» What you should do
The required output is all lines below that contain the word "await".

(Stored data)
-------
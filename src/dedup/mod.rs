//! Document deduplication.
//!
//! Repeated export requests for the same logical document must not mint new
//! database rows — a user re-downloading a quote PDF should land on the
//! document already created for that cart. Two documents count as the same
//! when their discriminators (type, parent link, cart session, client)
//! match and their cart content compares equal after normalization.
//!
//! Lookup failures are absorbed: the system prefers an extra duplicate over
//! a failed export.

use std::sync::Arc;

use rust_decimal::Decimal;
use serde_json::Value;
use tracing::{debug, warn};

use crate::core::{CartItem, DocumentRecord, DocumentType};
use crate::store::{CandidateQuery, DocumentStore, ParentFilter};

/// Monetary comparisons tolerate one kopeck of drift: unit prices round-trip
/// through JSON snapshots and may accumulate floating-point noise upstream.
fn price_tolerance() -> Decimal {
    Decimal::new(1, 2)
}

/// Candidates scanned in the content-comparison stage.
const ORDER_SCAN_LIMIT: usize = 20;
const DOCUMENT_SCAN_LIMIT: usize = 10;

/// Idempotency guard over the document store.
pub struct Deduplicator {
    store: Arc<dyn DocumentStore>,
}

impl Deduplicator {
    pub fn new(store: Arc<dyn DocumentStore>) -> Self {
        Self { store }
    }

    /// Find a persisted document equivalent to the requested export.
    ///
    /// Orders are root documents and route through [`Self::find_existing_order`],
    /// which ignores any parent linkage. Returns `None` both when nothing
    /// matches and when the lookup itself fails.
    pub async fn find_existing(
        &self,
        doc_type: DocumentType,
        parent_document_id: Option<&str>,
        cart_session_id: Option<&str>,
        client_id: &str,
        items: &[CartItem],
        total_amount: Decimal,
    ) -> Option<DocumentRecord> {
        if doc_type == DocumentType::Order {
            return self
                .find_existing_order(cart_session_id, client_id, items, total_amount)
                .await;
        }
        self.find_existing_document(
            doc_type,
            parent_document_id,
            cart_session_id,
            client_id,
            items,
            total_amount,
        )
        .await
    }

    /// Order-specific lookup. Orders never carry a parent link, so the
    /// query always pins `parent_document_id` to NULL.
    pub async fn find_existing_order(
        &self,
        cart_session_id: Option<&str>,
        client_id: &str,
        items: &[CartItem],
        total_amount: Decimal,
    ) -> Option<DocumentRecord> {
        // The cart session is the primary discriminator: exports from
        // different sessions must never collapse into one order, so the
        // content scan stays inside the session when one is given.
        let query = CandidateQuery {
            doc_type: DocumentType::Order,
            client_id,
            parent: ParentFilter::Root,
            cart_session_id,
            limit: ORDER_SCAN_LIMIT,
        };
        let found = self.scan(query, items, total_amount).await;
        match &found {
            Some(order) => debug!(order = %order.number, "existing order found"),
            None => debug!(client_id, "no existing order matches"),
        }
        found
    }

    async fn find_existing_document(
        &self,
        doc_type: DocumentType,
        parent_document_id: Option<&str>,
        cart_session_id: Option<&str>,
        client_id: &str,
        items: &[CartItem],
        total_amount: Decimal,
    ) -> Option<DocumentRecord> {
        // Discriminator precedence: cart session when given, else parent
        // link, else everything the client has of this type.
        let parent = match parent_document_id {
            Some(id) => ParentFilter::Equals(id.to_string()),
            None => ParentFilter::Any,
        };
        let query = CandidateQuery {
            doc_type,
            client_id,
            parent,
            cart_session_id,
            limit: DOCUMENT_SCAN_LIMIT,
        };
        let found = self.scan(query, items, total_amount).await;
        match &found {
            Some(doc) => debug!(document = %doc.number, "existing document found"),
            None => debug!(client_id, "no existing document matches"),
        }
        found
    }

    async fn scan(
        &self,
        query: CandidateQuery<'_>,
        items: &[CartItem],
        total_amount: Decimal,
    ) -> Option<DocumentRecord> {
        let candidates = match self.store.find_documents(query).await {
            Ok(candidates) => candidates,
            Err(error) => {
                warn!(%error, "dedup lookup failed, proceeding as if no duplicate exists");
                return None;
            }
        };
        debug!(count = candidates.len(), "dedup candidates loaded");

        candidates.into_iter().find(|candidate| {
            amounts_equal(candidate.total_amount, total_amount)
                && candidate
                    .cart_data
                    .as_deref()
                    .is_some_and(|stored| compare_cart_content(items, stored))
        })
    }
}

fn amounts_equal(a: Decimal, b: Decimal) -> bool {
    (a - b).abs() <= price_tolerance()
}

/// A cart line reduced to its comparison key fields.
#[derive(Debug, Clone, PartialEq)]
pub struct NormalizedLine {
    pub kind: String,
    pub style: String,
    pub model: String,
    pub finish: String,
    pub color: String,
    pub width: String,
    pub height: String,
    pub quantity: u32,
    pub unit_price: Decimal,
    pub hardware_kit_id: String,
    pub handle_id: String,
}

impl NormalizedLine {
    fn sort_key(&self) -> String {
        let identity = if self.handle_id.is_empty() {
            &self.model
        } else {
            &self.handle_id
        };
        format!(
            "{}:{}:{}:{}:{}:{}:{}",
            self.kind, identity, self.finish, self.color, self.width, self.height,
            self.hardware_kit_id
        )
    }

    fn is_handle(&self) -> bool {
        self.kind == "handle"
    }

    fn equals(&self, other: &Self) -> bool {
        if self.is_handle() || other.is_handle() {
            return self.kind == other.kind
                && self.handle_id == other.handle_id
                && self.quantity == other.quantity
                && amounts_equal(self.unit_price, other.unit_price);
        }
        self.kind == other.kind
            && self.style == other.style
            && self.model == other.model
            && self.finish == other.finish
            && self.color == other.color
            && self.width == other.width
            && self.height == other.height
            && self.hardware_kit_id == other.hardware_kit_id
            && self.handle_id == other.handle_id
            && self.quantity == other.quantity
            && amounts_equal(self.unit_price, other.unit_price)
    }
}

/// Normalize cart lines for comparison: lowercase and trim string fields,
/// reduce handles to their identity tuple, and sort by a composite key so
/// equal carts compare equal regardless of line order.
pub fn normalize_items(items: &[CartItem]) -> Vec<NormalizedLine> {
    let mut lines: Vec<NormalizedLine> = items
        .iter()
        .map(|item| {
            let handle_id = item
                .handle_id
                .as_deref()
                .unwrap_or_default()
                .trim()
                .to_string();
            if item.is_handle() {
                return NormalizedLine {
                    kind: "handle".into(),
                    style: String::new(),
                    model: String::new(),
                    finish: String::new(),
                    color: String::new(),
                    width: String::new(),
                    height: String::new(),
                    quantity: item.quantity,
                    unit_price: item.unit_price,
                    hardware_kit_id: String::new(),
                    handle_id,
                };
            }
            NormalizedLine {
                kind: "door".into(),
                style: fold(item.style.as_deref()),
                model: fold(item.model.as_deref().or(item.name.as_deref())),
                finish: fold(item.finish.as_deref()),
                color: fold(item.color.as_deref()),
                width: item.width.clone().unwrap_or_default(),
                height: item.height.clone().unwrap_or_default(),
                quantity: item.quantity,
                unit_price: item.unit_price,
                hardware_kit_id: item
                    .hardware_kit_id
                    .as_deref()
                    .unwrap_or_default()
                    .trim()
                    .to_string(),
                handle_id,
            }
        })
        .collect();
    lines.sort_by(|a, b| a.sort_key().cmp(&b.sort_key()));
    lines
}

fn fold(value: Option<&str>) -> String {
    value.unwrap_or_default().trim().to_lowercase()
}

/// Compare live cart items against a persisted `cart_data` snapshot.
///
/// The snapshot may be a bare JSON array or wrapped as `{"items": [...]}` —
/// both shapes exist in production data. Any parse failure means "not
/// equal".
pub fn compare_cart_content(items: &[CartItem], stored: &str) -> bool {
    let parsed: Value = match serde_json::from_str(stored) {
        Ok(value) => value,
        Err(error) => {
            warn!(%error, "failed to parse stored cart_data, treating as different");
            return false;
        }
    };
    let stored_items = match &parsed {
        Value::Array(_) => parsed.clone(),
        Value::Object(map) => match map.get("items") {
            Some(Value::Array(_)) => map["items"].clone(),
            _ => return false,
        },
        _ => return false,
    };
    let stored_items: Vec<CartItem> = match serde_json::from_value(stored_items) {
        Ok(items) => items,
        Err(error) => {
            warn!(%error, "stored cart_data items do not deserialize, treating as different");
            return false;
        }
    };

    let left = normalize_items(items);
    let right = normalize_items(&stored_items);
    if left.len() != right.len() {
        debug!(live = left.len(), stored = right.len(), "cart line counts differ");
        return false;
    }
    left.iter().zip(right.iter()).all(|(a, b)| a.equals(b))
}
-------
» Expected output
                .await;
        .await
        let found = self.scan(query, items, total_amount).await;
        let found = self.scan(query, items, total_amount).await;
        let candidates = match self.store.find_documents(query).await {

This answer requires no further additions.